Find a cubic polynomial $f \in K[Y]$ which is irreducible.
Let $L =  K[Y]/(f)$, so $L$ is a field of size $3^3 = 27$.
Prove that $U(L)$ is a cyclic group.\newline
\noindent{\bf Solition} $f = Y^3 + 2Y + 1$ will do
since $f(0) = f(1) = f(2) = 1 \not = 0$ and so $f$
can have no linear factor in $K[Y]$.
Let $\alpha = (f) + Y$. The order of $\alpha$ must be $2,13$
or $26$. An explicit calculation yields that $\alpha^2 \not = 1$
and $\alpha^{13} = 2 = -1 \not = 1.$ Therefore 
$\langle \alpha \rangle = U(L)$. Here $U(L)$ denotes the set
of multiplicatively invertible elements of $L$.
\item Let $K = {\mathbb Z}/5{\mathbb Z}$, a field of size 5. 
Find a quadratic polynomial $f \in K[Y]$ which is irreducible.
Let $L =  K[Y]/(f)$, so $L$ is a field of size $5^2 = 25$.
Prove that $U(L)$ is a cyclic group.\newline
\noindent{\bf Solition} $f = Y^2 + 2$ is irreducible
in $K[Y]$ since $3$ is not a square modulo $5$.

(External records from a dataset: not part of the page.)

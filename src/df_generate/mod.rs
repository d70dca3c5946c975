use crate::dex;
use crate::prelude::*;
use clap::ArgMatches;
use log::info;
use regex::Regex;
use std::fs::File;
use std::io::BufWriter;

pub fn run(args: &ArgMatches) -> DfResult<()> {
    init_logger(args);

    let inputs: Vec<&String> = args
        .get_many::<String>("input")
        .ok_or_else(|| DfError::BadArguments("--input needed".to_string()))?
        .collect();
    let output = args
        .get_one::<String>("output")
        .ok_or_else(|| DfError::BadArguments("--output needed".to_string()))?;
    let options = options(args)?;

    let containers = inputs
        .into_iter()
        .map(dex::open)
        .collect::<Result<Vec<_>, _>>()?;

    let database = Database::create(output)?;
    let driver = Driver::new(&database, options);
    let result = driver.run(&containers);
    // rows written before a fail fast abort are still flushed
    database.flush()?;
    let stats = result?;
    info!(
        "facts written to {} ({} failures)",
        database.dir().display(),
        stats.failures
    );

    if let Some(summary) = args.get_one::<String>("summary") {
        let writer = BufWriter::new(File::create(summary)?);
        serde_json::to_writer_pretty(writer, &stats)?;
        info!("summary written to {summary}");
    }

    Ok(())
}

fn options(args: &ArgMatches) -> DfResult<Options> {
    let mut options = Options::default();
    if let Some(cores) = args.get_one::<usize>("cores") {
        if *cores == 0 {
            return Err(DfError::BadArguments("--cores must be positive".to_string()));
        }
        options.cores = *cores;
    }
    if let Some(group_size) = args.get_one::<usize>("group-size") {
        if *group_size == 0 {
            return Err(DfError::BadArguments(
                "--group-size must be positive".to_string(),
            ));
        }
        options.group_size = *group_size;
    }
    options.fail_fast = args.get_flag("fail-fast");
    options.phantoms = !args.get_flag("no-phantoms");
    options.app_regex = args
        .get_one::<String>("app-regex")
        .map(|r| Regex::new(r))
        .transpose()?;
    options.class_filter = args
        .get_one::<String>("filter-class")
        .map(|r| Regex::new(r))
        .transpose()?;
    Ok(options)
}

#[cfg(test)]
mod tests {
    use super::*;
    use crate::cli;

    fn matches(extra: &[&str]) -> ArgMatches {
        let mut argv = vec!["df-generate", "-i", "a.json", "-o", "facts"];
        argv.extend_from_slice(extra);
        cli::generate().try_get_matches_from(argv).unwrap()
    }

    #[test]
    fn default_options() {
        let options = options(&matches(&[])).unwrap();
        assert_eq!(options.group_size, 80);
        assert!(!options.fail_fast);
        assert!(options.phantoms);
        assert!(options.app_regex.is_none());
        assert!(options.class_filter.is_none());
    }

    #[test]
    fn explicit_options() {
        let options = options(&matches(&[
            "--cores", "3", "--group-size", "10", "--fail-fast", "--no-phantoms",
            "--app-regex", "^com\\.app\\.", "--filter-class", "Main$",
        ]))
        .unwrap();
        assert_eq!(options.cores, 3);
        assert_eq!(options.group_size, 10);
        assert!(options.fail_fast);
        assert!(!options.phantoms);
        assert!(options.is_application_class("com.app.Main"));
        assert!(!options.is_application_class("android.app.Activity"));
        assert!(options.accepts_class("com.app.Main"));
        assert!(!options.accepts_class("com.app.Other"));
    }

    #[test]
    fn rejected_options() {
        assert!(matches!(
            options(&matches(&["--cores", "0"])),
            Err(DfError::BadArguments(_))
        ));
        assert!(matches!(
            options(&matches(&["--app-regex", "("])),
            Err(DfError::Regex(_))
        ));
    }
}
//! Instruction decoding.
//!
//! Every opcode of [`Instr`] is matched explicitly, without wildcard, so that
//! a new variant cannot be silently skipped.

use super::handlers::MoveException as PendingMoveException;
use super::MethodWriter;
use crate::addrmap::PendingEdge;
use crate::errors::{FactsError, FactsResult};
use crate::hierarchy::FieldOp;
use crate::patterns::{FillArrayEntry, NewArrayInfo, ResultProducer, SwitchEntry};
use crate::relations::Relation;
use crate::repr;
use crate::typeinfer;
use df_dex::fields::FieldRef;
use df_dex::instrs::{Instr, Instruction};
use df_dex::methods::{CallSiteRef, HandleTarget, MethodHandleRef, MethodRef};
use df_dex::registers::Reg;
use df_dex::types::{ProtoRef, Type};
use df_dex::{Addr, Index};
use log::{debug, warn};

pub(super) const ASSIGN: &str = "assign";

/// Operand positions of `IfVar` and `AssignOperFrom`.
const L_OP: &str = "1";
const R_OP: &str = "2";

#[derive(Debug, Clone, Copy, PartialEq, Eq)]
enum InvokeKind {
    Static,
    Special,
    Virtual,
    Super,
}

impl InvokeKind {
    const fn relation(self) -> Relation {
        match self {
            Self::Static => Relation::StaticMethodInvocation,
            Self::Special => Relation::SpecialMethodInvocation,
            Self::Virtual => Relation::VirtualMethodInvocation,
            Self::Super => Relation::SuperMethodInvocation,
        }
    }
}

#[derive(Debug, Clone, Copy)]
enum FieldAccess {
    Load,
    Store,
}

A direct calculation yields that the multiplicative
order of $\alpha = (f) +Y$ is 8. 
Experiment yields that the order of $1 + 4\alpha$ is 24,
so $U(L)$ is a cyclic group.
\item  
Suppose that $f \in {\mathbb C}[X]$ is irreducible. Show
that $f$ is linear (and refer explicitly to any result
to which you appeal). \newline
\noindent{\bf Solition} The {\bf Fundamental Theorem of Algebra}
states that if $0 \not = f \in \mathbb C[X]$, then $f$
factorizes into linear polynomials in $\mathbb C[X]$.
It follows immediately that if $f \in \mathbb C[X]$ is irreducible, then
$f$ has degree 1.
\item 
Suppose that $f \in {\mathbb R}[X]$ is irreducible. Show
that $f$ is either linear or quadratic. \newline
\noindent{\bf Solition} Temporarily think of $f \in \mathbb C[X]$.

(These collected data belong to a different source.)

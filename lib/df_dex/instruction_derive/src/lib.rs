// allowing panics since this is the standard way to show an
// error message from a proc-macro derive crate.
#![allow(clippy::panic)]

//! This crate introduces a proc macro derive to specifically derive
//! `df_dex::instrs::Instruction` implementation for Dalvik instructions,
//! from proc macro attributes.
//!
//! Every opcode of the disassembled streams carries its mnemonic, its
//! Dalvik format (from which the width in 16-bit code units is derived) and
//! two markers used by the fact translator: `payload` for the switch and
//! array-data pseudo-instructions, and `optional` for opcodes that can be
//! skipped without corrupting the instruction numbering.

extern crate proc_macro;

use proc_macro::TokenStream;
use proc_macro2::{Span, TokenStream as TokenStream2};
use quote::quote;
use syn::{
    parse_macro_input, Attribute, Data, DeriveInput, Fields, Ident, Lit, LitInt, LitStr, Meta,
    NestedMeta, Variant,
};

/// The main Dalvik bytecode `Instruction` proc macro derive.
///
/// It derives implementation of `df_dex::instrs::Instruction` trait, using the
/// following attributes:
/// - `mnemonic` is the name printed in listings and logs,
/// - `format` is the Dex format of the instruction, its first digit being the
/// instruction width in code units
/// (see [Dalvik Executable instruction formats](https://source.android.com/devices/tech/dalvik/instruction-formats)),
/// - `size` gives a width expression over fields `_0`, `_1`... when `format` is `custom`,
/// - `payload` marks data pseudo-instructions (default: `false`),
/// - `optional` marks opcodes which are tolerated and ignored (default: `false`).
///
/// # Example
///
/// ```rust
/// trait Instruction {
///     fn mnemonic(&self) -> &str;
///     fn size(&self) -> usize;
///     fn is_payload(&self) -> bool;
///     fn is_optional(&self) -> bool;
/// }
///
/// #[derive(instruction_derive::Instruction)]
/// pub enum SmallInstr {
///     // Waste cycles.
///     #[instruction(mnemonic = "nop", format = "10x")]
///     Nop,
///     // Raw data.
///     #[instruction(mnemonic = "data", format = "custom", size = "_0.len() + 1", payload)]
///     Data(Vec<u16>),
/// }
/// ```
#[proc_macro_derive(Instruction, attributes(instruction))]
pub fn instruction_derive(input: TokenStream) -> TokenStream {
    let ast = parse_macro_input!(input as DeriveInput);
    let Data::Enum(data) = &ast.data else {
        panic!("#[derive(Instruction)] is only defined for enums")
    };
    let name = &ast.ident;
    let opcodes: Vec<Opcode> = data.variants.iter().map(Opcode::parse).collect();

    let mnemonic_arms = opcodes.iter().map(|op| {
        let pattern = op.pattern(name, false);
        let mnemonic = &op.mnemonic;
        quote! { #pattern => #mnemonic, }
    });
    let size_arms = opcodes.iter().map(|op| {
        let pattern = op.pattern(name, true);
        let size = &op.size;
        quote! { #pattern => #size, }
    });
    let payload_arms = opcodes.iter().map(|op| {
        let pattern = op.pattern(name, false);
        let payload = op.payload;
        quote! { #pattern => #payload, }
    });
    let optional_arms = opcodes.iter().map(|op| {
        let pattern = op.pattern(name, false);
        let optional = op.optional;
        quote! { #pattern => #optional, }
    });

    let gen = quote! {
        impl Instruction for #name {
            fn mnemonic(&self) -> &str {
                match self {
                    #(#mnemonic_arms)*
                }
            }

            fn size(&self) -> usize {
                match self {
                    #(#size_arms)*
                }
            }

            fn is_payload(&self) -> bool {
                match self {
                    #(#payload_arms)*
                }
            }

            fn is_optional(&self) -> bool {
                match self {
                    #(#optional_arms)*
                }
            }
        }
    };
    gen.into()
}

/// Attributes of one instruction variant.
struct Opcode {
    ident: Ident,
    fields: Fields,
    mnemonic: LitStr,
    size: TokenStream2,
    payload: bool,
    optional: bool,
}

impl Opcode {
    fn parse(variant: &Variant) -> Self {
        let mut mnemonic = None;
        let mut format = None;
        let mut size = None;
        let mut payload = false;
        let mut optional = false;

        for nested in variant.attrs.iter().flat_map(instruction_metas) {
            match nested {
                // a bare flag such as `payload` reads as `payload = true`
                Meta::Path(path) if path.is_ident("payload") => payload = true,
                Meta::Path(path) if path.is_ident("optional") => optional = true,
                Meta::NameValue(nv) => {
                    let Lit::Str(value) = nv.lit else {
                        panic!("expected string value in #[instruction(...)]")
                    };
                    if nv.path.is_ident("mnemonic") {
                        mnemonic = Some(value);
                    } else if nv.path.is_ident("format") {
                        format = Some(value);
                    } else if nv.path.is_ident("size") {
                        size = Some(value);
                    } else {
                        panic!("unknown #[instruction(...)] key");
                    }
                }
                _ => panic!("expected #[instruction(...)]"),
            }
        }

        let mnemonic = mnemonic.unwrap_or_else(|| panic!("missing 'mnemonic' attribute"));
        let format = format
            .unwrap_or_else(|| panic!("missing 'format' attribute"))
            .value();
        let size = if format == "custom" {
            size.unwrap_or_else(|| panic!("missing 'size' attribute for custom format"))
                .parse::<TokenStream2>()
                .unwrap_or_else(|err| panic!("bad 'size' expression: {err}"))
        } else {
            match format.chars().next().and_then(|c| c.to_digit(10)) {
                Some(width) => {
                    let width = LitInt::new(&width.to_string(), Span::call_site());
                    quote! { #width }
                }
                None => panic!("bad 'format' attribute"),
            }
        };

        Self {
            ident: variant.ident.clone(),
            fields: variant.fields.clone(),
            mnemonic,
            size,
            payload,
            optional,
        }
    }

    /// Match pattern of the variant; fields are bound to `_0`, `_1`... when
    /// `bind` is set.
    fn pattern(&self, name: &Ident, bind: bool) -> TokenStream2 {
        let ident = &self.ident;
        let fields = match &self.fields {
            Fields::Named(named) if bind => {
                let params = named.named.iter().map(|field| &field.ident);
                quote! {{ #(#params),* }}
            }
            Fields::Named(_) => quote! { { .. } },
            Fields::Unnamed(unnamed) => {
                let params = (0..unnamed.unnamed.len()).map(|i| {
                    if bind {
                        let field = Ident::new(&format!("_{i}"), Span::call_site());
                        quote! { #field }
                    } else {
                        quote! { _ }
                    }
                });
                quote! {(#(#params),*)}
            }
            Fields::Unit => quote! {},
        };
        quote! { #name::#ident #fields }
    }
}

fn instruction_metas(attr: &Attribute) -> Vec<Meta> {
    if !attr.path.is_ident("instruction") {
        return Vec::new();
    }
    match attr.parse_meta() {
        Ok(Meta::List(list)) => list
            .nested
            .into_iter()
            .map(|nested| match nested {
                NestedMeta::Meta(meta) => meta,
                NestedMeta::Lit(_) => panic!("expected #[instruction(key = \"value\")]"),
            })
            .collect(),
        _ => panic!("expected #[instruction(...)]"),
    }
}
//! # `dexfacts`
//!
//! `dexfacts` is the main crate of the project: it turns already disassembled
//! Dalvik containers into the relational facts consumed by a points-to
//! analysis. The project is subdivided into multiple crates, `dexfacts` acts
//! as entry point by reexporting important structs and functions from those
//! sub-crates. Most of the reexport are done within the `dexfacts::prelude`
//! namespace.
//!
//! ## Library basics
//!
//! A container is loaded with the `df_dex` API, then translated by a
//! [`Driver`](df_facts::driver::Driver) into any fact sink, such as a
//! directory of `.facts` files:
//!
//! ```rust,no_run
//! use dexfacts::prelude::*;
//! use dexfacts::dex;
//!
//! let container = dex::open("classes.json")?;
//! let database = Database::create("facts")?;
//! let stats = Driver::new(&database, Options::default()).run(&[container])?;
//! database.flush()?;
//! println!("{} methods translated", stats.methods);
//! # Ok::<(), DfError>(())
//! ```
//!
//! ## Sub-crates
//!
//!  - [`df_dex`] contains the input model: class definitions, reference
//!    tables and instruction streams, loaded from their JSON form,
//!  - [`df_facts`] contains the translator, the fact sinks and the class
//!    hierarchy reporter,
//!  - [`df_utils`] contains the small functions all the other crates can
//!    benefit from.

mod errors;

pub mod cli;
pub mod df_disas;
pub mod df_generate;

pub use df_dex as dex;
pub use df_facts as facts;
pub use df_utils as utils;

/// Reexport module of commonly used structures and functions from the
/// project sub-crates:
///
/// ```rust
/// use dexfacts::prelude::*;
/// ```
pub mod prelude {
    pub use crate::errors::{DfError, DfResult};

    pub use df_dex::{Addr, Container};

    pub use df_facts::driver::{Driver, Options, Stats};
    pub use df_facts::errors::FactsError;
    pub use df_facts::relations::Relation;
    pub use df_facts::sink::{Database, FactSink};

    use clap::ArgMatches;

    pub fn init_logger(args: &ArgMatches) {
        let env = env_logger::Env::new()
            .filter_or("DF_LOG", "info")
            .write_style("DF_LOG_STYLE");

        let mut builder = env_logger::Builder::from_env(env);
        if args.get_flag("verbose") {
            builder.filter_level(log::LevelFilter::Trace);
        } else if args.get_flag("debug") {
            builder.filter_level(log::LevelFilter::Debug);
        }
        if args.get_flag("ecslog") {
            builder.format(ecs_logger::format);
        }
        builder.init();
    }
}
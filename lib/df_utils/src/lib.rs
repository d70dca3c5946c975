//! Small helpers shared by the `dexfacts` crates.

pub mod strings;
pub mod writers;
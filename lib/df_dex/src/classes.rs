//! Class definitions.

use crate::annotations::Annotation;
use crate::fields::FieldDef;
use crate::methods::MethodDef;
use crate::types::Type;
use bitflags::bitflags;
use serde::{Deserialize, Deserializer};

bitflags! {
    /// Dalvik class flags
    pub struct ClassFlags: u32 {
        const ACC_PUBLIC                = 0x00001;
        const ACC_PRIVATE               = 0x00002;
        const ACC_PROTECTED             = 0x00004;
        const ACC_STATIC                = 0x00008;
        const ACC_FINAL                 = 0x00010;
        const ACC_INTERFACE             = 0x00200;
        const ACC_ABSTRACT              = 0x00400;
        const ACC_SYNTHETIC             = 0x01000;
        const ACC_ANNOTATION            = 0x02000;
        const ACC_ENUM                  = 0x04000;
    }
}

const CLASS_MODIFIERS: [(ClassFlags, &str); 10] = [
    (ClassFlags::ACC_PUBLIC, "public"),
    (ClassFlags::ACC_PRIVATE, "private"),
    (ClassFlags::ACC_PROTECTED, "protected"),
    (ClassFlags::ACC_STATIC, "static"),
    (ClassFlags::ACC_FINAL, "final"),
    (ClassFlags::ACC_INTERFACE, "interface"),
    (ClassFlags::ACC_ABSTRACT, "abstract"),
    (ClassFlags::ACC_SYNTHETIC, "synthetic"),
    (ClassFlags::ACC_ANNOTATION, "annotation"),
    (ClassFlags::ACC_ENUM, "enum"),
];

impl ClassFlags {
    /// Returns the modifier keywords of the set flags, in flag order.
    #[must_use]
    pub fn modifiers(&self) -> Vec<&'static str> {
        CLASS_MODIFIERS
            .iter()
            .filter(|(flag, _)| self.contains(*flag))
            .map(|(_, name)| *name)
            .collect()
    }
}

impl<'de> Deserialize<'de> for ClassFlags {
    fn deserialize<D: Deserializer<'de>>(deserializer: D) -> Result<Self, D::Error> {
        u32::deserialize(deserializer).map(Self::from_bits_truncate)
    }
}

/// A class defined in a container, with its members.
#[derive(Debug, Deserialize)]
pub struct ClassDef {
    #[serde(rename = "class")]
    class_type: Type,
    #[serde(default)]
    superclass: Option<Type>,
    #[serde(default)]
    interfaces: Vec<Type>,
    access_flags: ClassFlags,
    #[serde(default)]
    annotations: Vec<Annotation>,
    #[serde(default)]
    fields: Vec<FieldDef>,
    #[serde(default)]
    methods: Vec<MethodDef>,
    #[serde(default)]
    source_file: Option<String>,
}

impl ClassDef {
    #[inline]
    #[must_use]
    pub const fn class_type(&self) -> &Type {
        &self.class_type
    }

    /// Returns the dotted Java name of the class.
    #[inline]
    #[must_use]
    pub fn name(&self) -> String {
        self.class_type.to_java_string()
    }

    #[inline]
    #[must_use]
    pub const fn superclass(&self) -> Option<&Type> {
        self.superclass.as_ref()
    }

    #[inline]
    #[must_use]
    pub fn interfaces(&self) -> &[Type] {
        &self.interfaces
    }

    #[inline]
    #[must_use]
    pub const fn flags(&self) -> ClassFlags {
        self.access_flags
    }

    #[inline]
    #[must_use]
    pub const fn is_interface(&self) -> bool {
        self.access_flags.contains(ClassFlags::ACC_INTERFACE)
    }

    #[inline]
    #[must_use]
    pub fn annotations(&self) -> &[Annotation] {
        &self.annotations
    }

    #[inline]
    #[must_use]
    pub fn fields(&self) -> &[FieldDef] {
        &self.fields
    }

    #[inline]
    #[must_use]
    pub fn methods(&self) -> &[MethodDef] {
        &self.methods
    }

    #[inline]
    #[must_use]
    pub fn source_file(&self) -> Option<&str> {
        self.source_file.as_deref()
    }
}

#[cfg(test)]
mod tests {
    use super::*;

    #[test]
    fn class_modifiers() {
        let flags = ClassFlags::from_bits_truncate(0x0611);
        assert_eq!(
            flags.modifiers(),
            vec!["public", "final", "interface", "abstract"]
        );
    }
}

Suppose that $f$ is not linear. The irreduciblility of
$f \in \mathbb R[X]$ and the Fundamental Theorem
of Algebra ensure that 
$f$ has a root $\alpha
\in \mathbb C$ with $\alpha \not \in \mathbb R$.
Notice that $\overline{f(\alpha)} = f(\overline \alpha)$
so $\overline \alpha$ is a root of $f$. Now 
$f = [X - \alpha] g$ where $g \in \mathbb C[X]$
and $\overline \alpha$ is a root of $g$.
Thus $f = [X - \alpha] [X - \overline \alpha] h$
where $h \in \mathbb C[X]$. Now 
$t =  [X - \alpha] [X - \overline \alpha]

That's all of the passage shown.